[Opening Provided records section]

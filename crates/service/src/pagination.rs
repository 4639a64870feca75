//! Pagination utilities for service layer
//!
//! Provides a simple `Pagination` struct and helpers to normalize inputs.

pub const MAX_PER_PAGE: usize = 100;

/// Pagination parameters
#[derive(Clone, Copy, Debug, PartialEq, Eq)]
pub struct Pagination {
    /// 1-based page index
    pub page: usize,
    /// items per page
    pub per_page: usize,
}

impl Pagination {
    /// Clamp to sane defaults; returns `(page_idx, per_page)` with a 0-based page index
    pub fn normalize(self) -> (usize, usize) {
        let page = if self.page == 0 { 1 } else { self.page };
        let per_page = self.per_page.clamp(1, MAX_PER_PAGE);
        (page - 1, per_page)
    }

    /// Slice one page out of `records`; pages past the end are empty.
    pub fn apply<T>(self, records: Vec<T>) -> Vec<T> {
        let (page_idx, per_page) = self.normalize();
        let offset = page_idx.saturating_mul(per_page);
        records.into_iter().skip(offset).take(per_page).collect()
    }
}

impl Default for Pagination {
    fn default() -> Self { Self { page: 1, per_page: 20 } }
}

#[cfg(test)]
mod tests {
    use super::Pagination;

    #[test]
    fn normalize_clamps_zero_to_defaults() {
        let (idx, per) = Pagination { page: 0, per_page: 0 }.normalize();
        assert_eq!(idx, 0);
        assert_eq!(per, 1);
    }

    #[test]
    fn normalize_clamps_upper_bound() {
        let (idx, per) = Pagination { page: 5, per_page: 1000 }.normalize();
        assert_eq!(idx, 4);
        assert_eq!(per, 100);
    }

    #[test]
    fn default_values_are_sane() {
        let d = Pagination::default();
        assert_eq!(d.page, 1);
        assert_eq!(d.per_page, 20);
    }

    #[test]
    fn apply_slices_pages() {
        let data: Vec<u32> = (1..=7).collect();
        assert_eq!(Pagination { page: 2, per_page: 3 }.apply(data.clone()), vec![4, 5, 6]);
        assert_eq!(Pagination { page: 3, per_page: 3 }.apply(data.clone()), vec![7]);
        assert!(Pagination { page: 9, per_page: 3 }.apply(data).is_empty());
    }
}
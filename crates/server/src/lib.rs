pub mod errors;
pub mod controllers;
pub mod routes;
pub mod openapi;
pub mod startup;

pub use startup::run;
//! The five entity services the API serves, built from one set of settings.

use std::sync::Arc;

use models::item::ItemInput;
use models::order::OrderInput;
use models::product::ProductInput;
use models::review::ReviewInput;
use models::user::UserInput;
use models::{Item, Order, Product, Review, User};
use serde_json::json;
use tracing::info;

use crate::entity_service::{EntityService, ServiceSettings};
use crate::errors::ServiceError;

#[derive(Clone)]
pub struct Services {
    pub items: Arc<EntityService<Item>>,
    pub users: Arc<EntityService<User>>,
    pub products: Arc<EntityService<Product>>,
    pub orders: Arc<EntityService<Order>>,
    pub reviews: Arc<EntityService<Review>>,
}

impl Default for Services {
    fn default() -> Self { Self::new(ServiceSettings::default()) }
}

impl Services {
    pub fn new(settings: ServiceSettings) -> Self {
        Self {
            items: Arc::new(EntityService::new(settings)),
            users: Arc::new(EntityService::new(settings)),
            products: Arc::new(EntityService::new(settings)),
            orders: Arc::new(EntityService::new(settings)),
            reviews: Arc::new(EntityService::new(settings)),
        }
    }

    /// Populate every collection with a handful of demo records.
    /// Goes through the regular create path, so all validation applies.
    pub async fn seed_demo_data(&self) -> Result<(), ServiceError> {
        for (name, category, quantity, price) in [
            ("Laptop", "electronics", 10, 999.99),
            ("Desk Chair", "furniture", 25, 149.5),
            ("Notebook", "stationery", 200, 2.99),
        ] {
            self.items
                .create(ItemInput {
                    name: Some(json!(name)),
                    category: Some(json!(category)),
                    quantity: Some(json!(quantity)),
                    price: Some(json!(price)),
                    ..Default::default()
                })
                .await?;
        }

        for (name, email, role) in [
            ("Alice Admin", "alice@example.com", "admin"),
            ("Bob Manager", "bob@example.com", "manager"),
            ("Carol User", "carol@example.com", "user"),
        ] {
            self.users
                .create(UserInput {
                    name: Some(json!(name)),
                    email: Some(json!(email)),
                    role: Some(json!(role)),
                    ..Default::default()
                })
                .await?;
        }

        for (name, category, price, stock, sku) in [
            ("Wireless Mouse", "electronics", 24.99, 150, "WM-001"),
            ("Standing Desk", "furniture", 499.0, 5, "SD-002"),
            ("Fountain Pen", "stationery", 35.5, 0, "FP-003"),
        ] {
            self.products
                .create(ProductInput {
                    name: Some(json!(name)),
                    category: Some(json!(category)),
                    price: Some(json!(price)),
                    stock: Some(json!(stock)),
                    sku: Some(json!(sku)),
                    ..Default::default()
                })
                .await?;
        }

        for (customer, email, product, quantity, unit_price, status) in [
            ("Alice Admin", "alice@example.com", "Wireless Mouse", 2, 24.99, "completed"),
            ("Carol User", "carol@example.com", "Standing Desk", 1, 499.0, "pending"),
        ] {
            self.orders
                .create(OrderInput {
                    customer_name: Some(json!(customer)),
                    customer_email: Some(json!(email)),
                    product_name: Some(json!(product)),
                    quantity: Some(json!(quantity)),
                    unit_price: Some(json!(unit_price)),
                    status: Some(json!(status)),
                })
                .await?;
        }

        for (product_id, author, rating, title) in [
            (1, "Alice Admin", 5, "Works great"),
            (2, "Carol User", 4, "Sturdy but heavy"),
        ] {
            self.reviews
                .create(ReviewInput {
                    product_id: Some(json!(product_id)),
                    author: Some(json!(author)),
                    rating: Some(json!(rating)),
                    title: Some(json!(title)),
                    ..Default::default()
                })
                .await?;
        }

        info!(event = "seeded", "demo data loaded");
        Ok(())
    }
}

#[cfg(test)]
mod tests {
    use super::*;

    #[tokio::test]
    async fn seed_populates_every_collection() {
        let services = Services::default();
        services.seed_demo_data().await.unwrap();
        assert_eq!(services.items.count().await, 3);
        assert_eq!(services.users.count().await, 3);
        assert_eq!(services.products.count().await, 3);
        assert_eq!(services.orders.count().await, 2);
        assert_eq!(services.reviews.count().await, 2);

        let stats = services.products.stats().await;
        assert_eq!(stats.low_stock, 1);
        assert_eq!(stats.out_of_stock, 1);

        // 重复导入会触发唯一性校验
        assert!(services.seed_demo_data().await.is_err());
    }
}
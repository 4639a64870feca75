//! The per-entity contract consumed by the generic entity service.
//!
//! An [`Entity`] describes one record type: how a create payload is validated
//! into a record, how a partial patch is applied, which fields are unique,
//! filterable, searchable and sortable, and which aggregates `stats` reports.

use std::cmp::Ordering;
use std::fmt::Debug;

use chrono::{DateTime, Utc};
use serde::{de::DeserializeOwned, Serialize};

use crate::errors::ValidationError;

/// A field value that must be unique (case-insensitively) across the store.
#[derive(Debug, Clone, PartialEq, Eq)]
pub struct UniqueKey {
    pub field: &'static str,
    pub value: String,
}

impl UniqueKey {
    pub fn new(field: &'static str, value: impl Into<String>) -> Self {
        Self { field, value: value.into() }
    }

    pub fn collides_with(&self, other: &UniqueKey) -> bool {
        self.field == other.field && self.value.to_lowercase() == other.value.to_lowercase()
    }
}

/// Comparable projection of a record field used for sorting.
#[derive(Debug, Clone, PartialEq)]
pub enum SortValue {
    Int(i64),
    Float(f64),
    Text(String),
    Time(DateTime<Utc>),
}

impl SortValue {
    pub fn text(s: &str) -> Self {
        Self::Text(s.to_lowercase())
    }

    /// Total order; values of different kinds compare equal.
    pub fn compare(&self, other: &Self) -> Ordering {
        match (self, other) {
            (Self::Int(a), Self::Int(b)) => a.cmp(b),
            (Self::Float(a), Self::Float(b)) => a.total_cmp(b),
            (Self::Text(a), Self::Text(b)) => a.cmp(b),
            (Self::Time(a), Self::Time(b)) => a.cmp(b),
            _ => Ordering::Equal,
        }
    }
}

pub trait Entity: Clone + Debug + Serialize + Send + Sync + 'static {
    /// Create payload, decoded from the request body before validation.
    type Create: DeserializeOwned + Debug + Send + Sync + 'static;
    /// Partial update payload; absent fields are left untouched.
    type Patch: DeserializeOwned + Debug + Send + Sync + 'static;
    type Stats: Serialize + Debug + Send + 'static;

    /// Display name, e.g. `Item`.
    const NAME: &'static str;
    /// Collection name used in URLs and messages, e.g. `items`.
    const PLURAL: &'static str;
    /// Fields a create body must carry.
    const REQUIRED_FIELDS: &'static [&'static str];
    /// Query parameters accepted as equality filters by `get_all`.
    const FILTER_FIELDS: &'static [&'static str];
    const SORT_FIELDS: &'static [&'static str];

    fn id(&self) -> u64;
    fn touch(&mut self, at: DateTime<Utc>);

    /// Validate every field of `input` and build the record with the given id.
    fn from_create(id: u64, input: Self::Create, now: DateTime<Utc>) -> Result<Self, ValidationError>;

    /// Validate and apply the present fields, returning their names.
    /// Callers apply onto a copy, so a failure part way leaves the stored record intact.
    fn apply_patch(&mut self, patch: Self::Patch) -> Result<Vec<&'static str>, ValidationError>;

    fn unique_keys(&self) -> Vec<UniqueKey> {
        Vec::new()
    }

    /// String form of a filterable field, compared case-insensitively.
    fn filter_value(&self, field: &str) -> Option<String>;

    fn sort_value(&self, field: &str) -> Option<SortValue>;

    /// Text fields matched by `search`.
    fn search_fields(&self) -> Vec<&str>;

    fn stats(records: &[Self]) -> Self::Stats;
}

/// Implements `id` and `touch` of [`Entity`] for records with
/// `id`, `created_at` and `updated_at` fields.
#[macro_export]
macro_rules! record_meta {
    () => {
        fn id(&self) -> u64 { self.id }
        fn touch(&mut self, at: ::chrono::DateTime<::chrono::Utc>) {
            // 时钟回拨时保持 updated_at >= created_at
            self.updated_at = at.max(self.created_at);
        }
    };
}

/// Increments the counter for `key`, keeping keys sorted for stable output.
pub fn bump(counts: &mut std::collections::BTreeMap<String, usize>, key: impl Into<String>) {
    *counts.entry(key.into()).or_insert(0) += 1;
}

#[cfg(test)]
mod tests {
    use super::*;

    #[test]
    fn unique_keys_collide_case_insensitively() {
        let a = UniqueKey::new("name", "Widget");
        assert!(a.collides_with(&UniqueKey::new("name", "WIDGET")));
        assert!(!a.collides_with(&UniqueKey::new("sku", "widget")));
    }

    #[test]
    fn sort_values_order_within_kind() {
        assert_eq!(SortValue::Float(1.5).compare(&SortValue::Float(2.0)), Ordering::Less);
        assert_eq!(SortValue::text("b").compare(&SortValue::text("A")), Ordering::Greater);
        assert_eq!(SortValue::Int(1).compare(&SortValue::text("a")), Ordering::Equal);
    }
}
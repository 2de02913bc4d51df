//! Structural Components - Conditional, iteration, and branch selection.
//!
//! This module provides the control flow components:
//! - [`if_else`] - Conditional rendering with an optional else branch
//! - [`for_of`] - List rendering with iteration metadata and derived keys
//! - [`switch`] - First-match branch selection over [`Branch`] elements
//!
//! # Evaluation model
//!
//! Each component is evaluated once per host render pass. Inputs go in,
//! fragments come out, nothing is retained. Content is passed as producers
//! (zero-argument closures) so only the selected branch is ever built.

mod conditional;
mod for_of;
mod switch;

pub use conditional::if_else;
pub use for_of::{Iteration, KeyAttribute, KeyConfig, KeyFlags, for_of};
pub use switch::{Branch, StructureError, When, switch};
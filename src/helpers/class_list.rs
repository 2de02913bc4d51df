//! CSS class-name composition.
//!
//! [`class_list`] merges literal names and conditional name/boolean maps
//! into a single space-separated string, preserving argument order
//! throughout. The map type keeps insertion order, so conditional names come
//! out exactly as the caller wrote them.

use hashlink::LinkedHashMap;

/// Conditional class map: class name to inclusion flag, insertion-ordered.
pub type ClassMap = LinkedHashMap<String, bool>;

/// One argument to [`class_list`].
pub enum ClassArg {
    /// Literal class name, always included.
    Name(String),
    /// Conditional map; keys with a true value are included in map order.
    Map(ClassMap),
    /// Absent argument, skipped silently. Lets a whole argument slot be
    /// turned off: `enabled.then(|| ...).into()`.
    Skip,
}

impl From<&str> for ClassArg {
    fn from(name: &str) -> Self {
        ClassArg::Name(name.to_string())
    }
}

impl From<String> for ClassArg {
    fn from(name: String) -> Self {
        ClassArg::Name(name)
    }
}

impl From<ClassMap> for ClassArg {
    fn from(map: ClassMap) -> Self {
        ClassArg::Map(map)
    }
}

impl<A: Into<ClassArg>> From<Option<A>> for ClassArg {
    fn from(arg: Option<A>) -> Self {
        match arg {
            Some(arg) => arg.into(),
            None => ClassArg::Skip,
        }
    }
}

/// Compose a space-separated class string from literals and maps.
///
/// Literal names are taken as-is in argument order. For a map, every key
/// with a true value is taken in the map's own iteration order. [`ClassArg::Skip`]
/// arguments are ignored. Names are never reordered across arguments.
///
/// # Example
///
/// ```
/// use ui_essentials::{class_list, class_map, ClassArg};
///
/// let composed = class_list([
///     ClassArg::from("btn"),
///     class_map! { "btn-primary" => true, "btn-disabled" => false }.into(),
///     ClassArg::Skip,
///     ClassArg::from("large"),
/// ]);
/// assert_eq!(composed, "btn btn-primary large");
/// ```
///
/// The [`class_list!`](crate::class_list!) macro gives the same result with
/// the variadic call shape:
///
/// ```
/// use ui_essentials::{class_list, class_map};
///
/// let composed = class_list!("btn", class_map! { "btn-primary" => true }, "large");
/// assert_eq!(composed, "btn btn-primary large");
/// ```
pub fn class_list<I>(classes: I) -> String
where
    I: IntoIterator<Item = ClassArg>,
{
    let mut compiled: Vec<String> = Vec::new();

    for class in classes {
        match class {
            ClassArg::Name(name) => compiled.push(name),
            ClassArg::Map(map) => {
                for (name, included) in &map {
                    if *included {
                        compiled.push(name.clone());
                    }
                }
            }
            ClassArg::Skip => {}
        }
    }

    compiled.join(" ")
}

/// Build a [`ClassMap`] literal, keeping entry order.
///
/// Keys can be anything `ToString` (non-string keys are coerced to their
/// string form).
///
/// ```
/// use ui_essentials::class_map;
///
/// let map = class_map! { "active" => true, "hidden" => false };
/// assert_eq!(map.get("active"), Some(&true));
/// ```
#[macro_export]
macro_rules! class_map {
    () => {
        $crate::helpers::ClassMap::new()
    };
    ($($name:expr => $included:expr),+ $(,)?) => {{
        let mut map = $crate::helpers::ClassMap::new();
        $( map.insert(::std::string::ToString::to_string(&$name), $included); )+
        map
    }};
}

/// Variadic form of [`class_list`](class_list()): accepts any mix of values convertible
/// to [`ClassArg`] (names, maps, `Option`s for conditional slots).
#[macro_export]
macro_rules! class_list {
    () => {
        ::std::string::String::new()
    };
    ($($arg:expr),+ $(,)?) => {
        $crate::helpers::class_list([$( $crate::helpers::ClassArg::from($arg) ),+])
    };
}

// =============================================================================
// Tests
// =============================================================================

[Closing Provided records section]

Work request
Only the lines from the first line of the records through the one containing "assert_eq!(idx, 4);" should be reproduced, exactly, with both of them included.

Answer box
filename crates/service/src/pagination.rs
repository 4639a64870feca75
//! Pagination utilities for service layer
//!
//! Provides a simple `Pagination` struct and helpers to normalize inputs.

pub const MAX_PER_PAGE: usize = 100;

/// Pagination parameters
#[derive(Clone, Copy, Debug, PartialEq, Eq)]
pub struct Pagination {
    /// 1-based page index
    pub page: usize,
    /// items per page
    pub per_page: usize,
}

impl Pagination {
    /// Clamp to sane defaults; returns `(page_idx, per_page)` with a 0-based page index
    pub fn normalize(self) -> (usize, usize) {
        let page = if self.page == 0 { 1 } else { self.page };
        let per_page = self.per_page.clamp(1, MAX_PER_PAGE);
        (page - 1, per_page)
    }

    /// Slice one page out of `records`; pages past the end are empty.
    pub fn apply<T>(self, records: Vec<T>) -> Vec<T> {
        let (page_idx, per_page) = self.normalize();
        let offset = page_idx.saturating_mul(per_page);
        records.into_iter().skip(offset).take(per_page).collect()
    }
}

impl Default for Pagination {
    fn default() -> Self { Self { page: 1, per_page: 20 } }
}

#[cfg(test)]
mod tests {
    use super::Pagination;

    #[test]
    fn normalize_clamps_zero_to_defaults() {
        let (idx, per) = Pagination { page: 0, per_page: 0 }.normalize();
        assert_eq!(idx, 0);
        assert_eq!(per, 1);
    }

    #[test]
    fn normalize_clamps_upper_bound() {
        let (idx, per) = Pagination { page: 5, per_page: 1000 }.normalize();
        assert_eq!(idx, 4);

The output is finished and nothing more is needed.